Il gioco nella storia dell’umanità è sempre esistito. Vero. Ma dovremmo ragionare quanto esso si sia distaccato dal suo significato di puro divertimento. E come oggi esso arrivi ad assumere un significato addirittura terribile, minaccioso. Non ci credete? Proviamo a pensarci.
Oggi in borsa si gioca. Ricordo quando mio padre comprò delle azioni della FIAT, credo fossero gli anni settanta. Allora tu compravi le azioni e giornalmente controllavi il loro andamento sui quotidiani, sperando in un guadagno. La borsa, banalmente, era questo: se l’impresa produceva utili, il valore delle azioni saliva e l’azionista guadagnava.
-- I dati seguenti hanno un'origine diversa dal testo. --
//! Transactional outbox for mutable record stores.
//!
//! Every [`Session::save_changes`] captures the field-level changes of the
//! tracked record types into a [`Save`] and commits it as an outbox row in
//! the same atomic write as the data. Saves are then delivered through a
//! [`MessageSender`] in commit order, at least once: immediately after the
//! commit when possible, otherwise by the [`QueueProcessor`] with retries.
//! Delivered rows are removed by the [`Purger`] after a retention window.
//!
//! On the receiving side [`Salus::apply`] writes a save's changes to local
//! records idempotently and without capturing them again.

extern crate self as salus;

mod capture;
mod change;
mod config;
mod coordinator;
mod dispatch;
mod engine;
mod error;
mod gate;
mod outbox;
mod purge;
mod queue;
mod record;
mod replay;
mod retry;
mod sender;
mod session;
mod store;
mod tracker;
mod worker;

pub use capture::{ChangeCapture, SourceRegistry, WriteMode};
pub use change::{Change, ChangeKind, Field, Save};
pub use config::{RetryConfig, SalusConfig, SalusOptions};
pub use dispatch::{Dispatcher, Severity};
pub use engine::{BackgroundWorkers, Salus, SalusBuilder};
pub use error::{CaptureError, ConfigError, SalusError, SalusResult, SendError, StoreError};
pub use gate::{DispatchGate, GateGuard, PurgeGate};
pub use outbox::{OutboxRecord, SaveId};
pub use purge::{PurgeResult, PurgeStats, Purger};
pub use queue::{DrainResult, QueueProcessor, QueueStats};
pub use record::{Fields, IntoKey, KeyKind, KeyType, KeyValue, Record, RowKey};
pub use replay::{ApplyReport, DestinationRegistry};
pub use retry::{ConstantRetry, ExponentialBackoffRetry, RetryStrategy};
pub use sender::{FnSender, LogSender, MessageSender};
pub use session::{Session, Transaction};
pub use store::{InMemoryStore, Store, Write, WriteBatch};
pub use tracker::{ChangeTracker, DirtyRecord, RecordState};
pub use worker::PeriodicWorker;

#[cfg(feature = "emitter")]
pub use sender::{EmitterSender, EventEmitter};

#[cfg(feature = "async")]
pub use sender::{AsyncMessageSender, BlockingSender, SendFuture};

pub use salus_macros::Record;
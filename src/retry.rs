use std::fmt;
use std::time::Duration;

use chrono::{DateTime, Utc};

/// Decides how long to wait before retrying a failed delivery.
pub trait RetryStrategy: Send + Sync + fmt::Debug {
    /// Delay after a failure, given the number of failures recorded before it.
    fn delay(&self, failed_attempts: u32) -> Duration;

    fn next_attempt_at(&self, failed_attempts: u32, now: DateTime<Utc>) -> DateTime<Utc> {
        match chrono::Duration::from_std(self.delay(failed_attempts)) {
            Ok(delay) => now
                .checked_add_signed(delay)
                .unwrap_or(DateTime::<Utc>::MAX_UTC),
            Err(_) => DateTime::<Utc>::MAX_UTC,
        }
    }
}

/// Same delay after every failure.
#[derive(Debug, Clone, Copy, PartialEq, Eq)]
pub struct ConstantRetry {
    interval: Duration,
}

impl ConstantRetry {
    pub fn new(interval: Duration) -> Self {
        Self { interval }
    }

    pub fn interval(&self) -> Duration {
        self.interval
    }
}

impl Default for ConstantRetry {
    fn default() -> Self {
        Self::new(Duration::from_millis(500))
    }
}

impl RetryStrategy for ConstantRetry {
    fn delay(&self, _failed_attempts: u32) -> Duration {
        self.interval
    }
}

/// `initial_delay * multiplier ^ failed_attempts`, optionally capped.
#[derive(Debug, Clone, Copy, PartialEq)]
pub struct ExponentialBackoffRetry {
    initial_delay: Duration,
    multiplier: f64,
    max_delay: Option<Duration>,
}

impl ExponentialBackoffRetry {
    pub fn new(initial_delay: Duration, multiplier: f64) -> Self {
        Self {
            initial_delay,
            multiplier,
            max_delay: None,
        }
    }

    pub fn with_max_delay(mut self, max_delay: Duration) -> Self {
        self.max_delay = Some(max_delay);
        self
    }
}

impl RetryStrategy for ExponentialBackoffRetry {
    fn delay(&self, failed_attempts: u32) -> Duration {
        let ceiling = self.max_delay.unwrap_or(Duration::MAX);
        let secs = self.initial_delay.as_secs_f64() * self.multiplier.powf(failed_attempts as f64);

        let delay = if secs.is_nan() || secs <= 0.0 {
            Duration::ZERO
        } else {
            Duration::try_from_secs_f64(secs).unwrap_or(Duration::MAX)
        };
        delay.min(ceiling)
    }
}
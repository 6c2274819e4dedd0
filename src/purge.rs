use std::io;
use std::time::Duration;

use chrono::Utc;
use tracing::{debug, error, info};

use crate::error::StoreError;
use crate::gate::PurgeGate;
use crate::store::Store;
use crate::worker::PeriodicWorker;

#[derive(Debug, Default, Clone, Copy, PartialEq, Eq)]
pub struct PurgeResult {
    /// No retention window is set, or another purge held the gate.
    pub skipped: bool,
    pub purged: usize,
}

#[derive(Debug, Default, Clone, PartialEq, Eq)]
pub struct PurgeStats {
    pub passes: usize,
    pub purged: usize,
    pub errors: usize,
}

/// Deletes delivered outbox rows older than the retention window.
#[derive(Clone)]
pub struct Purger<St> {
    store: St,
    gate: PurgeGate,
    retention: Option<Duration>,
}

impl<St: Store> Purger<St> {
    pub fn new(store: St, gate: PurgeGate, retention: Option<Duration>) -> Self {
        Self {
            store,
            gate,
            retention,
        }
    }

    pub fn purge(&self) -> Result<PurgeResult, StoreError> {
        let skipped = PurgeResult {
            skipped: true,
            purged: 0,
        };

        let Some(retention) = self.retention else {
            debug!("No retention window set, not purging");
            return Ok(skipped);
        };
        let Some(_guard) = self.gate.try_acquire() else {
            debug!("Skipping purge, purge gate is held");
            return Ok(skipped);
        };

        let Some(cutoff) = chrono::Duration::from_std(retention)
            .ok()
            .and_then(|retention| Utc::now().checked_sub_signed(retention))
        else {
            return Ok(PurgeResult::default());
        };

        let purged = self.store.outbox_purge(cutoff)?;
        if purged > 0 {
            info!(purged, %cutoff, "Purged delivered outbox records");
        }
        Ok(PurgeResult {
            skipped: false,
            purged,
        })
    }

    pub fn spawn(self, interval: Duration) -> io::Result<PeriodicWorker<PurgeStats>> {
        PeriodicWorker::spawn("salus-purge", interval, move |stats: &mut PurgeStats| {
            stats.passes += 1;
            match self.purge() {
                Ok(result) => stats.purged += result.purged,
                Err(err) => {
                    stats.errors += 1;
                    error!(error = %err, "Error purging outbox");
                }
            }
        })
    }
}

#[cfg(test)]
mod tests {
    use super::*;
    use crate::outbox::{OutboxRecord, SaveId};
    use crate::store::{InMemoryStore, Write, WriteBatch};

    fn store_with(records: Vec<OutboxRecord>) -> InMemoryStore {
        let store = InMemoryStore::new();
        let mut batch = WriteBatch::new();
        for record in records {
            batch.push(Write::InsertOutbox(record));
        }
        store.commit(batch).unwrap();
        store
    }

    #[test]
    fn without_retention_nothing_is_purged() {
        let now = Utc::now();
        let mut done = OutboxRecord::pending(SaveId(1), "{}".into(), now - chrono::Duration::days(30));
        done.complete(now - chrono::Duration::days(30));
        let store = store_with(vec![done]);

        let purger = Purger::new(store.clone(), PurgeGate::new(), None);
        assert_eq!(purger.purge().unwrap(), PurgeResult { skipped: true, purged: 0 });
        assert_eq!(store.outbox_all().unwrap().len(), 1);
    }

    #[test]
    fn held_gate_skips() {
        let gate = PurgeGate::new();
        let purger = Purger::new(InMemoryStore::new(), gate.clone(), Some(Duration::from_secs(1)));

        let _held = gate.try_acquire().unwrap();
        assert!(purger.purge().unwrap().skipped);
    }

    #[test]
    fn removes_only_old_completed_rows() {
        let now = Utc::now();
        let mut old = OutboxRecord::pending(SaveId(1), "{}".into(), now - chrono::Duration::hours(3));
        old.complete(now - chrono::Duration::hours(2));
        let mut fresh = OutboxRecord::pending(SaveId(2), "{}".into(), now);
        fresh.complete(now);
        let stuck = OutboxRecord::pending(SaveId(3), "{}".into(), now - chrono::Duration::days(9));
        let store = store_with(vec![old, fresh, stuck]);

        let purger = Purger::new(store.clone(), PurgeGate::new(), Some(Duration::from_secs(3600)));
        assert_eq!(purger.purge().unwrap(), PurgeResult { skipped: false, purged: 1 });

        let ids: Vec<_> = store.outbox_all().unwrap().into_iter().map(|r| r.id).collect();
        assert_eq!(ids, vec![SaveId(2), SaveId(3)]);
    }
}
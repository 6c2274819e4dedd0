mod support;

use salus::{ChangeKind, Field, KeyValue, Record, SalusError, Store};
use serde_json::json;
use support::models::{AuditEntry, Customer, Order, Voucher};
use support::senders::RecordingSender;
use support::{producer, sync_options};
use uuid::Uuid;

#[test]
fn insert_carries_every_field() {
    let sender = RecordingSender::new();
    let salus = producer(sender.clone(), sync_options());

    let mut session = salus.session();
    session.add(&Customer::new(1, "Ada")).unwrap();
    assert_eq!(session.save_changes().unwrap(), 1);

    let saves = sender.saves();
    assert_eq!(saves.len(), 1);
    assert_eq!(saves[0].schema_version(), "1.0.0-test");

    let change = &saves[0].changes()[0];
    assert_eq!(change.kind, ChangeKind::Insert);
    assert_eq!(change.entity_type_tag, "Customer");
    assert_eq!(
        change.updated_fields,
        Some(vec![
            Field::new("id", 1),
            Field::new("name", "Ada"),
            Field::new("email", "ada@example.com"),
        ])
    );
    assert_eq!(change.primary_key_fields, vec![Field::new("id", 1)]);
}

#[test]
fn update_carries_only_changed_fields() {
    let sender = RecordingSender::new();
    let salus = producer(sender.clone(), sync_options());

    let mut session = salus.session();
    session.add(&Customer::new(1, "Ada")).unwrap();
    session.save_changes().unwrap();

    let mut customer: Customer = session.get(1).unwrap().unwrap();
    customer.email = "ada@lovelace.org".into();
    session.update(&customer).unwrap();
    session.save_changes().unwrap();

    let saves = sender.saves();
    let change = &saves[1].changes()[0];
    assert_eq!(change.kind, ChangeKind::Update);
    assert_eq!(
        change.updated_fields,
        Some(vec![Field::new("email", "ada@lovelace.org")])
    );
    assert_eq!(change.primary_key_fields, vec![Field::new("id", 1)]);
}

#[test]
fn delete_carries_key_and_null_fields() {
    let sender = RecordingSender::new();
    let salus = producer(sender.clone(), sync_options());

    let mut session = salus.session();
    session.add(&Customer::new(7, "Grace")).unwrap();
    session.save_changes().unwrap();
    session.remove_by_key::<Customer>(7).unwrap();
    session.save_changes().unwrap();

    let payload: serde_json::Value = serde_json::from_str(&sender.sent()[1]).unwrap();
    assert_eq!(
        payload["changes"][0],
        json!({
            "kind": "Delete",
            "entityTypeTag": "Customer",
            "updatedFields": null,
            "primaryKeyFields": [{ "name": "id", "value": 7 }]
        })
    );
    assert!(session.get::<Customer>(7).unwrap().is_none());
}

#[test]
fn one_save_per_call_in_first_touch_order() {
    let sender = RecordingSender::new();
    let salus = producer(sender.clone(), sync_options());
    let order_id = Uuid::new_v4();

    let mut session = salus.session();
    session.add(&Customer::new(2, "Hedy")).unwrap();
    session
        .add(&Order {
            order_id,
            customer_id: 2,
            total_cents: 1250,
        })
        .unwrap();
    session.add(&Customer::new(1, "Ada")).unwrap();
    assert_eq!(session.save_changes().unwrap(), 3);

    let saves = sender.saves();
    assert_eq!(saves.len(), 1);

    let tags: Vec<_> = saves[0]
        .changes()
        .iter()
        .map(|c| c.entity_type_tag.as_str())
        .collect();
    assert_eq!(tags, vec!["Customer", "Order", "Customer"]);

    let order = &saves[0].changes()[1];
    assert_eq!(
        order.primary_key_fields,
        vec![Field::new("OrderId", order_id.to_string())]
    );
    assert_eq!(order.primary_key(Order::KEY_KINDS), Some(vec![KeyValue::Uuid(order_id)]));
}

#[test]
fn untracked_types_write_rows_without_outbox() {
    let sender = RecordingSender::new();
    let salus = producer(sender.clone(), sync_options());

    let mut session = salus.session();
    session
        .add(&AuditEntry {
            id: 1,
            message: "login".into(),
        })
        .unwrap();
    assert_eq!(session.save_changes().unwrap(), 1);

    assert!(salus.store().outbox_all().unwrap().is_empty());
    assert!(sender.sent().is_empty());
    assert!(session.get::<AuditEntry>(1).unwrap().is_some());
}

#[test]
fn untracked_changes_are_left_out_of_mixed_saves() {
    let sender = RecordingSender::new();
    let salus = producer(sender.clone(), sync_options());

    let mut session = salus.session();
    session
        .add(&AuditEntry {
            id: 1,
            message: "signup".into(),
        })
        .unwrap();
    session.add(&Customer::new(1, "Ada")).unwrap();
    session.save_changes().unwrap();

    let saves = sender.saves();
    assert_eq!(saves[0].changes().len(), 1);
    assert_eq!(saves[0].changes()[0].entity_type_tag, "Customer");
}

#[test]
fn nothing_to_save_writes_nothing() {
    let sender = RecordingSender::new();
    let salus = producer(sender.clone(), sync_options());

    let mut session = salus.session();
    assert_eq!(session.save_changes().unwrap(), 0);

    session.add(&Customer::new(1, "Ada")).unwrap();
    session.remove_by_key::<Customer>(1).unwrap();
    assert!(!session.has_changes());
    assert_eq!(session.save_changes().unwrap(), 0);

    session.add(&Customer::new(2, "Grace")).unwrap();
    session.save_changes().unwrap();
    session.update(&Customer::new(2, "Grace")).unwrap();
    assert_eq!(session.save_changes().unwrap(), 0);

    assert_eq!(salus.store().outbox_all().unwrap().len(), 1);
    assert_eq!(sender.sent().len(), 1);
}

#[test]
fn remove_then_add_is_an_update() {
    let sender = RecordingSender::new();
    let salus = producer(sender.clone(), sync_options());

    let mut session = salus.session();
    session.add(&Customer::new(1, "Ada")).unwrap();
    session.save_changes().unwrap();

    session.remove_by_key::<Customer>(1).unwrap();
    session.add(&Customer::new(1, "Augusta")).unwrap();
    session.save_changes().unwrap();

    let binding = sender.saves();
    let change = &binding[1].changes()[0];
    assert_eq!(change.kind, ChangeKind::Update);
    assert_eq!(
        change.updated_fields,
        Some(vec![
            Field::new("name", "Augusta"),
            Field::new("email", "augusta@example.com"),
        ])
    );
}

#[test]
fn session_errors() {
    let salus = producer(RecordingSender::new(), sync_options());
    let mut session = salus.session();

    assert!(matches!(
        session.update(&Customer::new(1, "Ada")),
        Err(SalusError::NotFound(_))
    ));
    assert!(matches!(
        session.remove_by_key::<Customer>(1),
        Err(SalusError::NotFound(_))
    ));

    session.add(&Customer::new(1, "Ada")).unwrap();
    assert!(matches!(
        session.add(&Customer::new(1, "Ada")),
        Err(SalusError::AlreadyExists(_))
    ));
}

#[test]
fn reads_see_unsaved_and_saved_rows() {
    let salus = producer(RecordingSender::new(), sync_options());

    let mut writer = salus.session();
    writer.add(&Customer::new(1, "Ada")).unwrap();
    writer.add(&Customer::new(2, "Grace")).unwrap();
    writer.save_changes().unwrap();

    writer.add(&Customer::new(3, "Hedy")).unwrap();
    let seen = writer.find::<Customer>(|_| true).unwrap();
    assert_eq!(seen.len(), 3);

    let reader = salus.session();
    let committed = reader.find::<Customer>(|c| c.id > 1).unwrap();
    assert_eq!(committed, vec![Customer::new(2, "Grace")]);
    assert!(reader.get::<Customer>(3).unwrap().is_none());
}

#[test]
fn uuid_looking_string_keys_stay_distinct() {
    let salus = producer(RecordingSender::new(), sync_options());
    let hyphenated = "550e8400-e29b-41d4-a716-446655440000";
    let simple = "550E8400E29B41D4A716446655440000";

    let mut session = salus.session();
    for (id, amount_cents) in [(hyphenated, 500), (simple, 700)] {
        session
            .add(&Voucher {
                id: id.to_string(),
                amount_cents,
            })
            .unwrap();
    }
    assert_eq!(session.save_changes().unwrap(), 2);

    let reader = salus.session();
    assert_eq!(reader.get::<Voucher>(hyphenated).unwrap().unwrap().amount_cents, 500);
    assert_eq!(reader.get::<Voucher>(simple).unwrap().unwrap().amount_cents, 700);
    assert_eq!(reader.find::<Voucher>(|_| true).unwrap().len(), 2);
}
//! Consumer side: applying received saves to local rows.
//!
//! Application is idempotent. Inserting a row that already exists, updating
//! or deleting one that does not, and changes for unregistered entity types
//! are all skipped, so redelivered messages are harmless. Writes are made in
//! replay mode and never produce outbox rows of their own.

use std::collections::HashMap;
use std::sync::Arc;

use serde::de::Error as _;
use serde_json::Value;
use tracing::{debug, warn};

use crate::capture::WriteMode;
use crate::change::{ChangeKind, Field, Save};
use crate::engine::Shared;
use crate::error::{ConfigError, SalusResult};
use crate::record::{Fields, KeyKind, Record, RowKey};
use crate::session::Session;
use crate::store::Store;

/// What applying one save did.
#[derive(Debug, Default, Clone, Copy, PartialEq, Eq)]
pub struct ApplyReport {
    pub inserted: usize,
    pub updated: usize,
    pub deleted: usize,
    pub skipped: usize,
}

impl ApplyReport {
    pub fn applied(&self) -> usize {
        self.inserted + self.updated + self.deleted
    }
}

type FieldsFn = fn(Fields) -> Result<Fields, serde_json::Error>;

#[derive(Clone)]
struct DestinationMapping {
    collection: &'static str,
    key_fields: &'static [&'static str],
    key_kinds: &'static [KeyKind],
    blank: fn() -> Result<Fields, serde_json::Error>,
    normalize: FieldsFn,
}

/// Local record types that received changes are applied to, by entity type tag.
#[derive(Clone, Default)]
pub struct DestinationRegistry {
    by_tag: HashMap<String, DestinationMapping>,
}

impl DestinationRegistry {
    pub fn register<M: Record + Default>(&mut self, tag: &str) -> Result<(), ConfigError> {
        if M::KEY_FIELDS.is_empty() {
            return Err(ConfigError::NoKey {
                collection: M::COLLECTION.to_string(),
            });
        }
        if self.by_tag.contains_key(tag) {
            return Err(ConfigError::DuplicateTag {
                tag: tag.to_string(),
            });
        }

        self.by_tag.insert(
            tag.to_string(),
            DestinationMapping {
                collection: M::COLLECTION,
                key_fields: M::KEY_FIELDS,
                key_kinds: M::KEY_KINDS,
                blank: blank::<M>,
                normalize: normalize::<M>,
            },
        );
        Ok(())
    }

    pub fn contains(&self, tag: &str) -> bool {
        self.by_tag.contains_key(tag)
    }

    pub fn len(&self) -> usize {
        self.by_tag.len()
    }

    pub fn is_empty(&self) -> bool {
        self.by_tag.is_empty()
    }

    fn get(&self, tag: &str) -> Option<&DestinationMapping> {
        self.by_tag.get(tag)
    }
}

fn object(value: Value) -> Result<Fields, serde_json::Error> {
    match value {
        Value::Object(fields) => Ok(fields),
        _ => Err(serde_json::Error::custom("record did not serialize to an object")),
    }
}

fn blank<M: Record + Default>() -> Result<Fields, serde_json::Error> {
    object(serde_json::to_value(M::default())?)
}

/// Round-trip through `M` so stored rows always have `M`'s shape.
fn normalize<M: Record>(fields: Fields) -> Result<Fields, serde_json::Error> {
    let record: M = serde_json::from_value(Value::Object(fields))?;
    object(serde_json::to_value(record)?)
}

/// Overwrite the fields `M` knows about. Unknown names are ignored.
fn overlay(fields: &mut Fields, updates: &[Field]) {
    for update in updates {
        match fields.get_mut(&update.name) {
            Some(slot) => *slot = update.value.clone(),
            None => debug!(field = %update.name, "Destination has no such field, ignoring"),
        }
    }
}

pub(crate) fn apply<St: Store>(shared: &Arc<Shared<St>>, save: &Save) -> SalusResult<ApplyReport> {
    let mut session = Session::new(Arc::clone(shared), WriteMode::Replay);
    let mut report = ApplyReport::default();

    for change in save.changes() {
        let Some(mapping) = shared.destinations.get(&change.entity_type_tag) else {
            warn!(tag = %change.entity_type_tag, "No destination registered for entity type, skipping change");
            report.skipped += 1;
            continue;
        };
        let Some(key) = change.primary_key(mapping.key_kinds) else {
            warn!(tag = %change.entity_type_tag, "Change has an unusable primary key, skipping");
            report.skipped += 1;
            continue;
        };
        let key = RowKey::new(mapping.collection, key);
        let updates = change.updated_fields.as_deref().unwrap_or_default();

        match change.kind {
            ChangeKind::Insert => {
                if session.current_row(&key)?.is_some() {
                    debug!(row = %key, "Row already exists, skipping insert");
                    report.skipped += 1;
                    continue;
                }
                let mut fields = (mapping.blank)()?;
                overlay(&mut fields, updates);
                let fields = (mapping.normalize)(fields)?;
                session.add_fields(key, mapping.key_fields, fields)?;
                report.inserted += 1;
            }
            ChangeKind::Update => {
                let Some(current) = session.current_row(&key)? else {
                    warn!(row = %key, "Row does not exist, skipping update");
                    report.skipped += 1;
                    continue;
                };
                let mut fields = current.clone();
                overlay(&mut fields, updates);
                let fields = (mapping.normalize)(fields)?;
                if fields == current {
                    debug!(row = %key, "Row already up to date");
                    report.skipped += 1;
                    continue;
                }
                session.update_fields(key, mapping.key_fields, fields)?;
                report.updated += 1;
            }
            ChangeKind::Delete => {
                if session.current_row(&key)?.is_none() {
                    debug!(row = %key, "Row does not exist, skipping delete");
                    report.skipped += 1;
                    continue;
                }
                session.remove_key(key, mapping.key_fields)?;
                report.deleted += 1;
            }
        }
    }

    session.save_changes()?;
    debug!(
        inserted = report.inserted,
        updated = report.updated,
        deleted = report.deleted,
        skipped = report.skipped,
        "Applied save"
    );
    Ok(report)
}
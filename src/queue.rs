use std::io;
use std::time::Duration;

use chrono::Utc;
use tracing::{debug, error, info};

use crate::dispatch::Dispatcher;
use crate::error::StoreError;
use crate::gate::DispatchGate;
use crate::store::Store;
use crate::worker::PeriodicWorker;

/// Outcome of one queue pass.
#[derive(Debug, Default, Clone, Copy, PartialEq, Eq)]
pub struct DrainResult {
    /// The dispatch gate was held elsewhere, nothing was attempted.
    pub skipped: bool,
    pub attempted: usize,
    pub completed: usize,
    pub failed: usize,
}

#[derive(Debug, Default, Clone, PartialEq, Eq)]
pub struct QueueStats {
    pub passes: usize,
    pub skipped_passes: usize,
    pub messages_sent: usize,
    pub messages_failed: usize,
    pub errors: usize,
}

impl QueueStats {
    fn record(&mut self, result: &DrainResult) {
        self.passes += 1;
        if result.skipped {
            self.skipped_passes += 1;
        }
        self.messages_sent += result.completed;
        self.messages_failed += result.failed;
    }
}

/// Retries undelivered outbox rows in id order.
///
/// A pass stops at the first row that is not yet due or fails again, so a
/// later save is never delivered ahead of an earlier one.
#[derive(Clone)]
pub struct QueueProcessor<St> {
    dispatcher: Dispatcher<St>,
    gate: DispatchGate,
}

impl<St: Store> QueueProcessor<St> {
    pub fn new(dispatcher: Dispatcher<St>, gate: DispatchGate) -> Self {
        Self { dispatcher, gate }
    }

    pub fn process_queue(&self) -> Result<DrainResult, StoreError> {
        let Some(_guard) = self.gate.try_acquire() else {
            debug!("Skipping queue processing, dispatch gate is held");
            return Ok(DrainResult {
                skipped: true,
                ..DrainResult::default()
            });
        };

        let now = Utc::now();
        let queue = self.dispatcher.store().outbox_pending()?;
        debug!(pending = queue.len(), "Processing outbox queue");

        let mut result = DrainResult::default();
        for mut record in queue {
            if !record.is_due(now) {
                debug!(save_id = %record.id, next_attempt_at = ?record.next_attempt_at, "Oldest pending message is not due yet");
                break;
            }

            result.attempted += 1;
            let payload = record.payload.clone();
            if self.dispatcher.attempt_send(&payload, Some(&mut record)) {
                result.completed += 1;
            } else {
                result.failed += 1;
                info!(save_id = %record.id, "Stopping queue processing to keep messages in order");
                break;
            }
        }

        Ok(result)
    }

    /// Run [`process_queue`](Self::process_queue) on a background thread.
    pub fn spawn(self, interval: Duration) -> io::Result<PeriodicWorker<QueueStats>> {
        PeriodicWorker::spawn("salus-queue", interval, move |stats: &mut QueueStats| {
            match self.process_queue() {
                Ok(result) => stats.record(&result),
                Err(err) => {
                    stats.errors += 1;
                    error!(error = %err, "Error processing outbox queue");
                }
            }
        })
    }
}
Ma ecco che all’inizio del nuovo millennio si scopre che in borsa si può, come dicevo, giocare: comprare, vendere, per guadagnare di più in breve tempo, magari anche solo in poche ore. E si può scommettere su tutto, approfittare di tutto, anche delle disgrazie, tipo una siccità, una carestia o un maremoto. E si specula specialmente sul cibo, anzi la speculazione, il gioco in borsa sul cibo è uno dei fattori scatenanti la povertà, anche se non il più rilevante. Certo, ci sarà chi giocando in borsa ci rimette, magari diventa lui povero, ma se sei bravo guadagni a scapito del benessere di altri. E’ un gioco, asettico, amorale, ma pur sempre un gioco, nella moderna accezione.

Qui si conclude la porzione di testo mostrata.